**EXERCISE INPUT:**
★ ★ ★
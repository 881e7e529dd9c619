use std::collections::BTreeMap;
use std::path::Path;

use anyhow::{Context, Result};
use indicatif::{ProgressBar, ProgressStyle};
use tracing::{debug, info};

use crate::error::ScrapeError;
use crate::scraper::{format_expansions, AcronymScraper};
use crate::wiki::PageLookup;

pub type ExpansionResult = BTreeMap<String, Vec<String>>;

/// What happened to one acronym.
#[derive(Debug, Clone, PartialEq, Eq)]
pub enum LookupOutcome {
    Expanded(Vec<String>),
    NoMedicalSection,
    NotFound,
    Failed(String),
}

#[derive(Debug, Default, Clone, PartialEq, Eq)]
pub struct BatchSummary {
    pub total: usize,
    pub expanded: usize,
    pub no_medical: usize,
    pub not_found: usize,
    pub failed: usize,
}

impl BatchSummary {
    fn record(&mut self, outcome: &LookupOutcome) {
        self.total += 1;
        match outcome {
            LookupOutcome::Expanded(_) => self.expanded += 1,
            LookupOutcome::NoMedicalSection => self.no_medical += 1,
            LookupOutcome::NotFound => self.not_found += 1,
            LookupOutcome::Failed(_) => self.failed += 1,
        }
    }
}

/// Load the acronym's disambiguation page and extract its medical lines.
pub fn lookup_acronym<L: PageLookup + ?Sized>(
    scraper: &mut AcronymScraper<'_, L>,
    acronym: &str,
) -> LookupOutcome {
    let loaded = scraper.load_page(acronym).map(|_| ());
    let result = loaded.and_then(|()| scraper.medical_expansions());
    match result {
        Ok(Some(lines)) => LookupOutcome::Expanded(format_expansions(lines)),
        Ok(None) => LookupOutcome::NoMedicalSection,
        Err(ScrapeError::PageNotFound(_)) => LookupOutcome::NotFound,
        Err(e) => LookupOutcome::Failed(e.to_string()),
    }
}

/// Look up every acronym in order. Per-acronym failures are skipped.
pub fn run_batch<L: PageLookup + ?Sized>(
    lookup: &L,
    acronyms: &[String],
) -> (ExpansionResult, BatchSummary) {
    let mut scraper = AcronymScraper::new(lookup);
    let mut expansions = ExpansionResult::new();
    let mut summary = BatchSummary::default();

    let pb = ProgressBar::new(acronyms.len() as u64);
    pb.set_style(
        ProgressStyle::default_bar()
            .template("[{elapsed_precise}] {bar:40} {pos}/{len} ({per_sec}, eta {eta}) {msg}")
            .unwrap_or_else(|_| ProgressStyle::default_bar())
            .progress_chars("=> "),
    );

    for acronym in acronyms {
        pb.set_message(acronym.clone());
        let outcome = lookup_acronym(&mut scraper, acronym);
        summary.record(&outcome);
        match outcome {
            LookupOutcome::Expanded(lines) => {
                expansions.insert(acronym.clone(), lines);
            }
            LookupOutcome::NoMedicalSection => debug!("{}: no medical section", acronym),
            LookupOutcome::NotFound => debug!("{}: no disambiguation page", acronym),
            LookupOutcome::Failed(e) => debug!("{}: skipped after error: {}", acronym, e),
        }
        pb.inc(1);
    }

    pb.finish_and_clear();
    info!(
        "Looked up {} acronyms ({} expanded, {} without medical section, {} not found, {} errors)",
        summary.total, summary.expanded, summary.no_medical, summary.not_found, summary.failed
    );
    (expansions, summary)
}

pub fn write_expansions(path: &Path, expansions: &ExpansionResult) -> Result<()> {
    let json = serde_json::to_string(expansions)?;
    std::fs::write(path, json).with_context(|| format!("Failed to write {:?}", path))?;
    info!("Wrote {} acronyms to {:?}", expansions.len(), path);
    Ok(())
}

// ── Tests ──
★ ★ ★
**WHAT YOU SHOULD DO:**
Only the lines above from the line with "failures are skipped." to the line with "let outcome = lookup_acronym(&mut", those two lines included, should be reproduced exactly.

**TASK ANSWER:**
/// Look up every acronym in order. Per-acronym failures are skipped.
pub fn run_batch<L: PageLookup + ?Sized>(
    lookup: &L,
    acronyms: &[String],
) -> (ExpansionResult, BatchSummary) {
    let mut scraper = AcronymScraper::new(lookup);
    let mut expansions = ExpansionResult::new();
    let mut summary = BatchSummary::default();

    let pb = ProgressBar::new(acronyms.len() as u64);
    pb.set_style(
        ProgressStyle::default_bar()
            .template("[{elapsed_precise}] {bar:40} {pos}/{len} ({per_sec}, eta {eta}) {msg}")
            .unwrap_or_else(|_| ProgressStyle::default_bar())
            .progress_chars("=> "),
    );

    for acronym in acronyms {
        pb.set_message(acronym.clone());
        let outcome = lookup_acronym(&mut scraper, acronym);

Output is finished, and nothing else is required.